In 2012, Mitt Romney ran for president advocating the position that marriage was between one man and one woman. Ten years later, Romney, now a Utah senator, voted in favor of protecting same-sex marriage on the federal level, a sign of how the political landscape has shifted within the past decade.
On Tuesday, the Senate voted along bipartisan lines for the Respect for Marriage Act, which would codify protections for both same-sex marriage and interracial marriage into federal law, with 12 Republicans joining Democrats. The bill will now head back to the House, where it’s expected to be quickly passed, and then land on President Joe Biden’s desk for his signature.
The push for Congress to protect marriage rights was sparked by the Supreme Court’s Dobbs decision in June that overturned the federal right to abortion. In his own separate opinion, Justice Clarence Thomas raised the possibility of revisiting other long-standing legal precedents, including decisions concerning birth control and the right to same-sex marriage, which the Court established in 2015’s Obergefell v. Hodges.

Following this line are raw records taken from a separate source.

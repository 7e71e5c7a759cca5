//! Boxed values carried by declarations, attributes and validated data

use std::fmt;

/// A dynamically typed value.
///
/// Declarations attach these to constraint attributes, and the validator
/// feeds them to criteria. `Type` names a type-like reference such as a
/// validation group.
#[derive(Debug, Clone, PartialEq)]
pub enum Value {
    Null,
    Bool(bool),
    Int(i64),
    Float(f64),
    Char(char),
    Str(String),
    Type(String),
    List(Vec<Value>),
    Map(Vec<(Value, Value)>),
}

impl Value {
    pub fn type_name(&self) -> &'static str {
        match self {
            Value::Null => "null",
            Value::Bool(_) => "bool",
            Value::Int(_) => "integer",
            Value::Float(_) => "float",
            Value::Char(_) => "char",
            Value::Str(_) => "string",
            Value::Type(_) => "type",
            Value::List(_) => "list",
            Value::Map(_) => "map",
        }
    }

    pub fn is_null(&self) -> bool {
        matches!(self, Value::Null)
    }

    pub fn as_bool(&self) -> Option<bool> {
        match self {
            Value::Bool(b) => Some(*b),
            _ => None,
        }
    }

    pub fn as_i64(&self) -> Option<i64> {
        match self {
            Value::Int(n) => Some(*n),
            _ => None,
        }
    }

    pub fn as_f64(&self) -> Option<f64> {
        match self {
            Value::Float(n) => Some(*n),
            Value::Int(n) => Some(*n as f64),
            _ => None,
        }
    }

    /// String content of `Str` and `Type` values
    pub fn as_str(&self) -> Option<&str> {
        match self {
            Value::Str(s) | Value::Type(s) => Some(s),
            _ => None,
        }
    }

    pub fn as_list(&self) -> Option<&[Value]> {
        match self {
            Value::List(items) => Some(items),
            _ => None,
        }
    }

    /// Render a value for messages.
    ///
    /// Lists become a bracketed, comma separated list of their rendered
    /// items, strings are double-quoted, chars single-quoted, type
    /// references reduce to their simple name and null is `null`.
    pub fn stringify(&self) -> String {
        match self {
            Value::Null => "null".to_string(),
            Value::Str(s) => format!("\"{}\"", s),
            Value::Char(c) => format!("'{}'", c),
            Value::Type(name) => simple_name(name).to_string(),
            Value::List(items) => {
                let parts: Vec<String> = items.iter().map(Value::stringify).collect();
                format!("[{}]", parts.join(", "))
            }
            Value::Map(entries) => {
                let parts: Vec<String> = entries
                    .iter()
                    .map(|(k, v)| format!("{}: {}", k.stringify(), v.stringify()))
                    .collect();
                format!("{{{}}}", parts.join(", "))
            }
            other => other.to_string(),
        }
    }
}

/// Last segment of a `::` or `.` separated path
fn simple_name(name: &str) -> &str {
    let tail = name.rsplit("::").next().unwrap_or(name);
    tail.rsplit('.').next().unwrap_or(tail)
}

impl fmt::Display for Value {
    fn fmt(&self, f: &mut fmt::Formatter<'_>) -> fmt::Result {
        match self {
            Value::Null => write!(f, "null"),
            Value::Bool(b) => write!(f, "{}", b),
            Value::Int(n) => write!(f, "{}", n),
            Value::Float(n) => write!(f, "{}", n),
            Value::Char(c) => write!(f, "{}", c),
            Value::Str(s) | Value::Type(s) => write!(f, "{}", s),
            Value::List(_) | Value::Map(_) => write!(f, "{}", self.stringify()),
        }
    }
}

impl From<toml::Value> for Value {
    fn from(value: toml::Value) -> Self {
        match value {
            toml::Value::Boolean(b) => Value::Bool(b),
            toml::Value::Integer(n) => Value::Int(n),
            toml::Value::Float(n) => Value::Float(n),
            toml::Value::String(s) => Value::Str(s),
            toml::Value::Datetime(dt) => Value::Str(dt.to_string()),
            toml::Value::Array(items) => Value::List(items.into_iter().map(Value::from).collect()),
            toml::Value::Table(table) => Value::Map(
                table
                    .into_iter()
                    .map(|(k, v)| (Value::Str(k), Value::from(v)))
                    .collect(),
            ),
        }
    }
}

impl From<bool> for Value {
    fn from(b: bool) -> Self {
        Value::Bool(b)
    }
}

impl From<i64> for Value {
    fn from(n: i64) -> Self {
        Value::Int(n)
    }
}

impl From<f64> for Value {
    fn from(n: f64) -> Self {
        Value::Float(n)
    }
}

impl From<&str> for Value {
    fn from(s: &str) -> Self {
        Value::Str(s.to_string())
    }
}

impl From<String> for Value {
    fn from(s: String) -> Self {
        Value::Str(s)
    }
}

impl From<Vec<Value>> for Value {
    fn from(items: Vec<Value>) -> Self {
        Value::List(items)
    }
}
//! Verdict Schema - Value shapes, validation groups and data-model schemas
//!
//! This crate parses shape descriptors, navigates nested shapes, flattens
//! validation groups and loads the model schemas that constraints are
//! declared on.

mod groups;
mod model;
mod navigate;
mod parse;
mod registry;

pub use groups::{GroupRegistry, GroupSchema, DEFAULT_GROUP};
pub use model::{parse_declaration, FieldSchema, ModelSchema};
pub use navigate::{navigate, normalize_depth};
pub use parse::parse_shape;
pub use registry::{toml_files, SchemaRegistry};
//! Validation groups

use serde::Deserialize;
use std::collections::{HashMap, HashSet, VecDeque};
use verdict_core::Result;

/// Group applied to criteria that name no group
pub const DEFAULT_GROUP: &str = "Default";

/// Schema definition for a validation group
#[derive(Debug, Clone, PartialEq)]
pub struct GroupSchema {
    pub name: String,
    pub description: Option<String>,
    /// Groups this group is composed of. A group with no includes is a leaf.
    pub includes: Vec<String>,
}

impl GroupSchema {
    pub fn leaf(name: impl Into<String>) -> Self {
        Self {
            name: name.into(),
            description: None,
            includes: Vec::new(),
        }
    }

    pub fn composite(name: impl Into<String>, includes: &[&str]) -> Self {
        Self {
            name: name.into(),
            description: None,
            includes: includes.iter().map(|s| s.to_string()).collect(),
        }
    }

    pub fn is_composite(&self) -> bool {
        !self.includes.is_empty()
    }
}

/// TOML file format for group schemas
#[derive(Debug, Deserialize)]
pub struct GroupSchemaFile {
    #[serde(default)]
    pub group: HashMap<String, GroupSchemaDefinition>,
}

#[derive(Debug, Deserialize)]
pub struct GroupSchemaDefinition {
    #[serde(default)]
    pub description: Option<String>,
    #[serde(default)]
    pub includes: Vec<String>,
}

/// Registry of known validation groups
#[derive(Debug, Clone, Default)]
pub struct GroupRegistry {
    groups: HashMap<String, GroupSchema>,
}

impl GroupRegistry {
    pub fn new() -> Self {
        Self::default()
    }

    pub fn load_string(&mut self, content: &str) -> Result<()> {
        let file: GroupSchemaFile = toml::from_str(content)?;
        for (name, def) in file.group {
            self.register(GroupSchema {
                name,
                description: def.description,
                includes: def.includes,
            });
        }
        Ok(())
    }

    pub fn register(&mut self, group: GroupSchema) {
        self.groups.insert(group.name.clone(), group);
    }

    pub fn get(&self, name: &str) -> Option<&GroupSchema> {
        self.groups.get(name)
    }

    pub fn names(&self) -> Vec<&str> {
        self.groups.keys().map(|s| s.as_str()).collect()
    }

    pub fn len(&self) -> usize {
        self.groups.len()
    }

    pub fn is_empty(&self) -> bool {
        self.groups.is_empty()
    }

    /// Replace composite groups with their constituents, recursively.
    ///
    /// Leaves keep their first-seen order and appear once. Unknown groups
    /// are leaves. A composite group is expanded at most once, so include
    /// cycles terminate. An empty result becomes the default group.
    pub fn flatten(&self, groups: &[String]) -> Vec<String> {
        let mut queue: VecDeque<&str> = groups.iter().map(|s| s.as_str()).collect();
        let mut expanded = HashSet::new();
        let mut seen = HashSet::new();
        let mut leaves = Vec::new();

        while let Some(name) = queue.pop_front() {
            match self.groups.get(name) {
                Some(group) if group.is_composite() => {
                    if expanded.insert(name) {
                        queue.extend(group.includes.iter().map(|s| s.as_str()));
                    }
                }
                _ => {
                    if seen.insert(name) {
                        leaves.push(name.to_string());
                    }
                }
            }
        }

        if leaves.is_empty() {
            leaves.push(DEFAULT_GROUP.to_string());
        }
        leaves
    }
}
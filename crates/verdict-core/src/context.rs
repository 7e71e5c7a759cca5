//! Expression evaluation capability and its shared context

use crate::error::{Result, VerdictError};
use crate::shape::ValueShape;
use crate::value::Value;
use std::collections::BTreeMap;

/// Variables visible to every expression evaluated during resolution.
///
/// Callers build and own the context and hand it to the resolver; it is
/// not mutated while definitions are being resolved.
#[derive(Debug, Clone, Default, PartialEq)]
pub struct EvalContext {
    variables: BTreeMap<String, Value>,
}

impl EvalContext {
    pub fn new() -> Self {
        Self::default()
    }

    pub fn set(&mut self, name: impl Into<String>, value: impl Into<Value>) {
        self.variables.insert(name.into(), value.into());
    }

    pub fn with(mut self, name: impl Into<String>, value: impl Into<Value>) -> Self {
        self.set(name, value);
        self
    }

    pub fn get(&self, name: &str) -> Option<&Value> {
        self.variables.get(name)
    }

    pub fn iter(&self) -> impl Iterator<Item = (&String, &Value)> {
        self.variables.iter()
    }

    pub fn len(&self) -> usize {
        self.variables.len()
    }

    pub fn is_empty(&self) -> bool {
        self.variables.is_empty()
    }
}

/// Evaluates a textual expression against a context, optionally coercing the
/// result to a target shape.
pub trait ExpressionEvaluator: Send + Sync {
    fn evaluate(
        &self,
        context: &EvalContext,
        expr: &str,
        target: Option<&ValueShape>,
    ) -> Result<Value>;
}

/// Evaluator for plain literals.
///
/// An expression is either the name of a context variable or a TOML
/// literal (`10`, `"text"`, `["A", "B"]`).
#[derive(Debug, Clone, Copy, Default)]
pub struct LiteralEvaluator;

impl ExpressionEvaluator for LiteralEvaluator {
    fn evaluate(
        &self,
        context: &EvalContext,
        expr: &str,
        target: Option<&ValueShape>,
    ) -> Result<Value> {
        let expr = expr.trim();
        let value = match context.get(expr) {
            Some(value) => value.clone(),
            None => {
                let mut table: toml::Table = toml::from_str(&format!("value = {}", expr))
                    .map_err(|e| VerdictError::ExpressionError {
                        expr: expr.to_string(),
                        reason: e.message().to_string(),
                    })?;
                table
                    .remove("value")
                    .map(Value::from)
                    .unwrap_or(Value::Null)
            }
        };

        match target {
            Some(shape) => shape.coerce(value).map_err(|e| VerdictError::ExpressionError {
                expr: expr.to_string(),
                reason: e.to_string(),
            }),
            None => Ok(value),
        }
    }
}
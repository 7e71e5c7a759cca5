//! Value-handling capabilities of leaf definitions

use crate::criterion::Attributes;
use std::collections::HashMap;
use std::sync::Arc;
use verdict_core::{Result, Value, ValueShape, VerdictError};

/// Converts a value before it is tested
pub type Converter = Box<dyn Fn(&Value) -> Result<Value> + Send + Sync>;
/// Decides whether a (converted) value passes
pub type Predicate = Box<dyn Fn(&Value) -> Result<bool> + Send + Sync>;
/// Renders a failing value for the message
pub type Stringifier = Box<dyn Fn(&Value) -> Result<String> + Send + Sync>;

/// The check performed by a leaf definition
pub trait ValueHandlers: Send + Sync {
    /// Converter for values of `shape`; `None` tests values unchanged.
    ///
    /// Fails with `UnsupportedConversion` when the check makes no sense for
    /// the shape.
    fn converter(&self, shape: &ValueShape) -> Result<Option<Converter>>;

    fn predicate(&self, attrs: &Attributes) -> Result<Predicate>;

    fn stringifier(&self, _attrs: &Attributes) -> Result<Option<Stringifier>> {
        Ok(None)
    }

    /// Whether null values are tested; otherwise they pass
    fn accepts_null(&self) -> bool {
        false
    }
}

/// Value handlers by name
#[derive(Clone, Default)]
pub struct HandlerRegistry {
    handlers: HashMap<String, Arc<dyn ValueHandlers>>,
}

impl HandlerRegistry {
    pub fn new() -> Self {
        Self::default()
    }

    /// Registry with the handlers of the built-in definitions
    pub fn builtin() -> Self {
        let mut registry = Self::new();
        registry.register("not_null", NotNullHandlers);
        registry.register("min", BoundHandlers::Min);
        registry.register("max", BoundHandlers::Max);
        registry
    }

    pub fn register(&mut self, name: impl Into<String>, handlers: impl ValueHandlers + 'static) {
        self.handlers.insert(name.into(), Arc::new(handlers));
    }

    pub fn get(&self, name: &str) -> Option<Arc<dyn ValueHandlers>> {
        self.handlers.get(name).cloned()
    }

    pub fn require(&self, name: &str) -> Result<Arc<dyn ValueHandlers>> {
        self.get(name)
            .ok_or_else(|| VerdictError::UnknownHandler(name.to_string()))
    }

    pub fn names(&self) -> Vec<&str> {
        let mut names: Vec<&str> = self.handlers.keys().map(|s| s.as_str()).collect();
        names.sort_unstable();
        names
    }
}

impl std::fmt::Debug for HandlerRegistry {
    fn fmt(&self, f: &mut std::fmt::Formatter<'_>) -> std::fmt::Result {
        f.debug_struct("HandlerRegistry")
            .field("handlers", &self.names())
            .finish()
    }
}

/// Fails for null values
#[derive(Debug, Clone, Copy)]
pub struct NotNullHandlers;

impl ValueHandlers for NotNullHandlers {
    fn converter(&self, shape: &ValueShape) -> Result<Option<Converter>> {
        if shape.is_nullable() {
            Ok(None)
        } else {
            Err(VerdictError::UnsupportedConversion {
                shape: shape.to_string(),
                expected: "nullable value".to_string(),
            })
        }
    }

    fn predicate(&self, _attrs: &Attributes) -> Result<Predicate> {
        Ok(Box::new(|value: &Value| Ok(!value.is_null())))
    }

    fn accepts_null(&self) -> bool {
        true
    }
}

/// Integer lower and upper bounds, read from the `value` attribute
#[derive(Debug, Clone, Copy, PartialEq, Eq)]
pub enum BoundHandlers {
    Min,
    Max,
}

impl ValueHandlers for BoundHandlers {
    fn converter(&self, shape: &ValueShape) -> Result<Option<Converter>> {
        integer_converter(shape)
    }

    fn predicate(&self, attrs: &Attributes) -> Result<Predicate> {
        let limit = attrs.require_i64("value")?;
        let bound = *self;
        Ok(Box::new(move |value: &Value| -> Result<bool> {
            let n = value.as_i64().ok_or_else(|| {
                VerdictError::Conversion(format!("expected an integer, got {}", value.type_name()))
            })?;
            Ok(match bound {
                BoundHandlers::Min => n >= limit,
                BoundHandlers::Max => n <= limit,
            })
        }))
    }
}

/// Integers pass unchanged, floats are truncated, anything else is rejected
fn integer_converter(shape: &ValueShape) -> Result<Option<Converter>> {
    match shape {
        ValueShape::Optional(inner) => integer_converter(inner),
        shape if shape.is_integer() => Ok(None),
        shape if shape.is_float() || *shape == ValueShape::Any => {
            Ok(Some(Box::new(|value: &Value| match value {
                Value::Int(n) => Ok(Value::Int(*n)),
                Value::Float(f) => Ok(Value::Int(f.trunc() as i64)),
                other => Err(VerdictError::Conversion(format!(
                    "expected a number, got {}",
                    other.type_name()
                ))),
            })))
        }
        other => Err(VerdictError::UnsupportedConversion {
            shape: other.to_string(),
            expected: "integer".to_string(),
        }),
    }
}
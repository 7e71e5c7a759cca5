//! CLI command implementations

pub mod criteria;
pub mod inspect;
pub mod session;
pub mod validate;
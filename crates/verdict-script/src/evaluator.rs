//! Rhai-backed expression evaluation

use crate::convert::{dynamic_to_value, value_to_dynamic};
use rhai::{Dynamic, Engine, Scope, AST};
use std::sync::Arc;
use verdict_core::{EvalContext, ExpressionEvaluator, Result, Value, ValueShape, VerdictError};

/// Limits applied to every expression
const MAX_OPERATIONS: u64 = 100_000;
const MAX_EXPR_DEPTH: usize = 64;

/// Evaluates binding expressions with Rhai.
///
/// Context variables are visible as constants.
#[derive(Clone)]
pub struct RhaiEvaluator {
    engine: Arc<Engine>,
}

impl RhaiEvaluator {
    pub fn new() -> Self {
        let mut engine = Engine::new();
        engine.set_max_operations(MAX_OPERATIONS);
        engine.set_max_expr_depths(MAX_EXPR_DEPTH, MAX_EXPR_DEPTH);
        Self {
            engine: Arc::new(engine),
        }
    }

    pub(crate) fn engine(&self) -> &Arc<Engine> {
        &self.engine
    }

    /// Compile an expression for repeated evaluation
    pub fn compile(&self, expr: &str) -> Result<AST> {
        self.engine
            .compile_expression(expr)
            .map_err(|e| VerdictError::ExpressionError {
                expr: expr.to_string(),
                reason: e.to_string(),
            })
    }
}

impl Default for RhaiEvaluator {
    fn default() -> Self {
        Self::new()
    }
}

impl ExpressionEvaluator for RhaiEvaluator {
    fn evaluate(
        &self,
        context: &EvalContext,
        expr: &str,
        target: Option<&ValueShape>,
    ) -> Result<Value> {
        let mut scope = context_scope(context);
        let result = self
            .engine
            .eval_expression_with_scope::<Dynamic>(&mut scope, expr)
            .map_err(|e| VerdictError::ExpressionError {
                expr: expr.to_string(),
                reason: e.to_string(),
            })?;

        let value = dynamic_to_value(&result)?;
        match target {
            Some(shape) => shape.coerce(value).map_err(|e| VerdictError::ExpressionError {
                expr: expr.to_string(),
                reason: e.to_string(),
            }),
            None => Ok(value),
        }
    }
}

/// A scope holding every context variable as a constant
pub(crate) fn context_scope(context: &EvalContext) -> Scope<'static> {
    let mut scope = Scope::new();
    for (name, value) in context.iter() {
        scope.push_constant_dynamic(name.clone(), value_to_dynamic(value));
    }
    scope
}
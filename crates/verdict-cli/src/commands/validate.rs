//! Data validation command

use super::session::Session;
use anyhow::{Context, Result};
use std::collections::BTreeMap;
use verdict_constraint::{ModelValidator, ValidationReport};
use verdict_core::Value;

pub struct ValidateArgs {
    pub data: String,
    pub schemas: String,
    pub groups: Vec<String>,
    pub format: String,
}

/// Validation result of one instance from the data file
struct InstanceReport {
    model: String,
    index: usize,
    report: ValidationReport,
}

pub fn run(args: ValidateArgs) -> Result<()> {
    let session = Session::load(&args.schemas)?;
    let validator = session.validator()?;

    let content = std::fs::read_to_string(&args.data)
        .with_context(|| format!("Failed to read {}", args.data))?;
    let data: toml::Table =
        toml::from_str(&content).with_context(|| format!("Failed to parse {}", args.data))?;

    let results = validate_data(&validator, data, &args.groups)?;

    let mut total = ValidationReport::new();
    for result in &results {
        total.merge(result.report.clone());
    }

    if args.format == "json" {
        print_report_json(&results, &total)?;
    } else {
        print_report_text(&results, &total);
    }

    if !total.is_valid() {
        std::process::exit(1);
    }
    Ok(())
}

fn validate_data(
    validator: &ModelValidator,
    data: toml::Table,
    groups: &[String],
) -> Result<Vec<InstanceReport>> {
    let mut results = Vec::new();

    for (model, instances) in data {
        let toml::Value::Array(instances) = instances else {
            anyhow::bail!("`{}` must be an array of tables", model);
        };

        for (index, instance) in instances.into_iter().enumerate() {
            let toml::Value::Table(table) = instance else {
                anyhow::bail!("`{}[{}]` must be a table", model, index);
            };
            let instance: BTreeMap<String, Value> = table
                .into_iter()
                .map(|(field, value)| (field, Value::from(value)))
                .collect();

            let report = validator
                .validate(&model, &instance, groups)
                .with_context(|| format!("Failed to validate {}[{}]", model, index))?;
            results.push(InstanceReport {
                model: model.clone(),
                index,
                report,
            });
        }
    }

    Ok(results)
}

fn print_report_text(results: &[InstanceReport], total: &ValidationReport) {
    if total.is_valid() {
        println!("All {} instance(s) passed.", results.len());
        return;
    }

    println!("{}", total.summary());

    for result in results.iter().filter(|r| !r.report.is_valid()) {
        println!();
        println!("{}[{}]:", result.model, result.index);
        for violation in &result.report.violations {
            println!("  {}", violation);
        }
    }
}

fn print_report_json(results: &[InstanceReport], total: &ValidationReport) -> Result<()> {
    let instances: Vec<serde_json::Value> = results
        .iter()
        .map(|r| {
            serde_json::json!({
                "model": r.model,
                "index": r.index,
                "valid": r.report.is_valid(),
                "violations": r.report.violations,
            })
        })
        .collect();

    let output = serde_json::json!({
        "valid": total.is_valid(),
        "summary": total.summary(),
        "violations": total.len(),
        "instances": instances,
    });

    println!("{}", serde_json::to_string_pretty(&output)?);
    Ok(())
}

Almost immediately, lawmakers on Capitol Hill got to work on the legislation, which would officially repeal the Defense of Marriage Act passed under President Bill Clinton. The House passed the first iteration of the bill in July, receiving 47 votes of support from Republicans. In the Senate, there was concern about having enough votes for passage. Then, a bipartisan group of senators managed to agree on new language that included protections for religious liberties, clearing the way for Senate Majority Leader Chuck Schumer to set up a vote on the revised bill.
Such action would have been unthinkable just two presidents ago. In 2008, Barack Obama stated that he supported civil unions and was not in favor of same-sex marriage, a change from his position from when he ran for Illinois’s state senate in the 1990s. But once elected, his administration oversaw significant legislation, including the signing of a measure that expanded the definition of hate crimes to include bias against sexual orientation and gender identity and the repeal of “Don’t Ask, Don’t Tell” in 2010. During a 2012 appearance on Meet the Press, then–Vice President Biden appeared to get out in front of the president and expressed support for gay marriage publicly, saying that the fundamental question at hand was “Who do you love?”
“I am absolutely comfortable with the fact that men marrying men, women marrying women, and heterosexual men and women marrying another are entitled to the same exact rights, all the civil rights, all the civil liberties,” he said during the interview.
Days later, Obama also declared in an interview that he supported same-sex marriage after previously indicating that his position on the issue was “evolving.”